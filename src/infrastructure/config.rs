use crate::domain::sensor::{TemperatureUnit, Timescale};
use crate::domain::series::Metric;
use serde::Deserialize;
use std::path::PathBuf;

const MIN_MAP_WIDTH: f64 = 200.0;
const MIN_MAP_HEIGHT: f64 = 120.0;

#[derive(Debug, Deserialize, Clone, Default)]
#[serde(default)]
pub struct AppConfig {
    pub server: ServerSettings,
    pub dashboard: DashboardSettings,
    pub map: MapSettings,
    pub sensor: SensorSettings,
}

#[derive(Debug, Deserialize, Clone)]
#[serde(default)]
pub struct ServerSettings {
    pub host: String,
    pub port: u16,
}

impl Default for ServerSettings {
    fn default() -> Self {
        Self {
            host: "0.0.0.0".to_string(),
            port: 8080,
        }
    }
}

impl ServerSettings {
    pub fn bind_address(&self) -> String {
        format!("{}:{}", self.host, self.port)
    }
}

#[derive(Debug, Deserialize, Clone)]
#[serde(default)]
pub struct DashboardSettings {
    pub refresh_interval_secs: u64,
    pub default_trail_limit: usize,
    pub move_step: f64,
    pub rotate_step: f64,
    /// No path keeps settings in memory for the life of the process.
    pub settings_path: Option<PathBuf>,
    /// Only poll this device; all devices when unset.
    pub device_ip: Option<String>,
    pub series: Vec<Metric>,
    pub timescale: Timescale,
    pub temperature_unit: TemperatureUnit,
}

impl Default for DashboardSettings {
    fn default() -> Self {
        Self {
            refresh_interval_secs: 30,
            default_trail_limit: crate::domain::robot::DEFAULT_TRAIL_LIMIT,
            move_step: 1.0,
            rotate_step: 15.0,
            settings_path: None,
            device_ip: None,
            series: vec![Metric::Humidity, Metric::Temperature],
            timescale: Timescale::Hour,
            temperature_unit: TemperatureUnit::Celsius,
        }
    }
}

/// Robot map size in CSS pixels.
#[derive(Debug, Deserialize, Clone)]
#[serde(default)]
pub struct MapSettings {
    pub width: f64,
    pub height: f64,
    pub pixel_density: f64,
}

impl Default for MapSettings {
    fn default() -> Self {
        Self {
            width: 400.0,
            height: 240.0,
            pixel_density: 1.0,
        }
    }
}

impl MapSettings {
    /// Device-pixel size, never smaller than 200x120 CSS pixels.
    pub fn device_size(&self) -> (f64, f64) {
        let dpr = self.pixel_density();
        (
            self.width.max(MIN_MAP_WIDTH) * dpr,
            self.height.max(MIN_MAP_HEIGHT) * dpr,
        )
    }

    pub fn pixel_density(&self) -> f64 {
        if self.pixel_density.is_finite() && self.pixel_density > 0.0 {
            self.pixel_density
        } else {
            1.0
        }
    }
}

#[derive(Debug, Deserialize, Clone)]
#[serde(default)]
pub struct SensorSettings {
    pub history_limit: usize,
}

impl Default for SensorSettings {
    fn default() -> Self {
        Self { history_limit: 100 }
    }
}

/// Defaults, then `config/soil-monitor.*` if present, then `SOIL_MONITOR__*` env vars.
pub fn load_app_config() -> anyhow::Result<AppConfig> {
    let settings = config::Config::builder()
        .add_source(config::File::with_name("config/soil-monitor").required(false))
        .add_source(
            config::Environment::with_prefix("SOIL_MONITOR")
                .prefix_separator("__")
                .separator("__")
                .try_parsing(true),
        )
        .build()?;

    Ok(settings.try_deserialize()?)
}
// Sensor service - Use cases behind the stub sensor/device/control endpoints
use crate::application::sensor_repository::SensorRepository;
use crate::domain::sensor::{ControlCommand, DeviceInfo, SensorReading, Timescale};
use chrono::{SecondsFormat, Utc};
use rand::Rng;
use serde::Deserialize;
use std::collections::HashMap;
use std::sync::Arc;
use tokio::sync::Mutex;

const TARGET_POINTS: usize = 60;
const MAX_AGGREGATED_POINTS: usize = TARGET_POINTS + 5;

#[derive(Debug, thiserror::Error)]
pub enum SensorError {
    #[error("{0} is required")]
    MissingField(&'static str),
    #[error("Port must be a number")]
    InvalidPort,
    #[error(transparent)]
    Repository(#[from] anyhow::Error),
}

#[derive(Debug, Clone, Default, Deserialize)]
#[serde(rename_all = "camelCase")]
pub struct DeviceRegistration {
    pub id: Option<String>,
    pub ip: Option<String>,
    pub device_ip: Option<String>,
    pub port: Option<serde_json::Value>,
    #[serde(rename = "type")]
    pub device_type: Option<String>,
}

#[derive(Clone)]
pub struct SensorService {
    repository: Arc<dyn SensorRepository>,
    // transient, never persisted
    commands: Arc<Mutex<HashMap<String, ControlCommand>>>,
}

impl SensorService {
    pub fn new(repository: Arc<dyn SensorRepository>) -> Self {
        Self {
            repository,
            commands: Arc::new(Mutex::new(HashMap::new())),
        }
    }

    pub async fn latest(&self, device_ip: Option<&str>) -> Result<Option<SensorReading>, SensorError> {
        Ok(self.repository.latest_reading(device_ip).await?)
    }

    /// Chronological history, bucket-averaged down to about 60 points for long windows.
    pub async fn history(
        &self,
        device_ip: Option<&str>,
        timescale: Timescale,
        limit: usize,
    ) -> Result<Vec<SensorReading>, SensorError> {
        let mut raw = self.repository.readings(device_ip, timescale).await?;
        raw.sort_by(|a, b| a.timestamp.cmp(&b.timestamp));
        tracing::debug!("Loaded {} raw readings for {}", raw.len(), timescale);
        Ok(aggregate_history(raw, timescale, limit))
    }

    pub async fn record(&self, mut reading: SensorReading) -> Result<SensorReading, SensorError> {
        if reading.device_ip.as_deref().is_none_or(str::is_empty) {
            return Err(SensorError::MissingField("Device IP"));
        }
        // server time keeps the chart ordering reliable
        reading.timestamp = Some(now_iso());
        let stored = self.repository.store_reading(reading).await?;
        tracing::info!(
            "Sensor data recorded for {}",
            stored.device_ip.as_deref().unwrap_or("unknown")
        );
        Ok(stored)
    }

    pub async fn register_device(
        &self,
        registration: DeviceRegistration,
    ) -> Result<DeviceInfo, SensorError> {
        let ip = registration
            .ip
            .or(registration.device_ip)
            .filter(|ip| !ip.is_empty())
            .ok_or(SensorError::MissingField("ip and port"))?;
        let port = match registration.port {
            None | Some(serde_json::Value::Null) => {
                return Err(SensorError::MissingField("ip and port"));
            }
            Some(value) => parse_port(&value)?,
        };

        let now = now_iso();
        let device = DeviceInfo {
            id: registration.id.unwrap_or_else(generate_device_id),
            ip,
            port,
            device_type: registration
                .device_type
                .unwrap_or_else(|| "soil_sensor".to_string()),
            registered_at: now.clone(),
            last_seen: now,
            status: "active".to_string(),
        };
        Ok(self.repository.upsert_device(device).await?)
    }

    pub async fn queue_command(
        &self,
        device_ip: Option<String>,
        command: Option<String>,
        payload: Option<serde_json::Value>,
    ) -> Result<ControlCommand, SensorError> {
        let (Some(device_ip), Some(command)) = (
            device_ip.filter(|ip| !ip.is_empty()),
            command.filter(|c| !c.is_empty()),
        ) else {
            return Err(SensorError::MissingField("deviceIp and command"));
        };

        let entry = ControlCommand {
            device_ip: device_ip.clone(),
            command: Some(command),
            payload,
            issued_at: Some(now_iso()),
            status: None,
        };
        self.commands.lock().await.insert(device_ip, entry.clone());
        Ok(entry)
    }

    /// Queued command for a device, removed when `consume`; otherwise an idle placeholder.
    pub async fn take_command(
        &self,
        device_ip: Option<&str>,
        consume: bool,
    ) -> Result<ControlCommand, SensorError> {
        let device_ip = device_ip
            .filter(|ip| !ip.is_empty())
            .ok_or(SensorError::MissingField("Device IP"))?;

        let mut commands = self.commands.lock().await;
        let entry = if consume {
            commands.remove(device_ip)
        } else {
            commands.get(device_ip).cloned()
        };
        Ok(entry.unwrap_or_else(|| ControlCommand::idle(device_ip)))
    }
}

fn parse_port(value: &serde_json::Value) -> Result<u16, SensorError> {
    let parsed = match value {
        serde_json::Value::Number(n) => n.as_u64(),
        serde_json::Value::String(s) => s.trim().parse::<u64>().ok(),
        _ => None,
    };
    parsed
        .and_then(|p| u16::try_from(p).ok())
        .ok_or(SensorError::InvalidPort)
}

pub fn now_iso() -> String {
    Utc::now().to_rfc3339_opts(SecondsFormat::Secs, true)
}

fn generate_device_id() -> String {
    let suffix: u64 = rand::thread_rng().r#gen();
    format!("dev_{:016x}", suffix)
}

/// Keeps short histories as-is and averages long ones into ~60 buckets.
pub fn aggregate_history(
    raw: Vec<SensorReading>,
    timescale: Timescale,
    limit: usize,
) -> Vec<SensorReading> {
    if raw.len() <= TARGET_POINTS || timescale == Timescale::Hour {
        if timescale == Timescale::All && raw.len() > limit {
            let skip = raw.len() - limit;
            return raw.into_iter().skip(skip).collect();
        }
        return raw;
    }

    let chunk_size = raw.len() / TARGET_POINTS;
    raw.chunks(chunk_size)
        .map(average_chunk)
        .take(MAX_AGGREGATED_POINTS)
        .collect()
}

fn average_chunk(chunk: &[SensorReading]) -> SensorReading {
    let avg = |field: fn(&SensorReading) -> Option<f64>| {
        let values: Vec<f64> = chunk
            .iter()
            .filter_map(field)
            .filter(|v| v.is_finite())
            .collect();
        if values.is_empty() {
            None
        } else {
            let mean = values.iter().sum::<f64>() / values.len() as f64;
            Some((mean * 100.0).round() / 100.0)
        }
    };

    SensorReading {
        timestamp: chunk.last().and_then(|r| r.timestamp.clone()),
        moisture: avg(|r| r.moisture),
        temperature: avg(|r| r.temperature),
        humidity: avg(|r| r.humidity),
        ph: avg(|r| r.ph),
        light: avg(|r| r.light),
        device_ip: chunk.first().and_then(|r| r.device_ip.clone()),
        is_aggregated: true,
        ..Default::default()
    }
}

**Work item:** Using the data above, establish how many lines include the word "TemperatureUnit"; the reply is that number only.

**Response area:** 3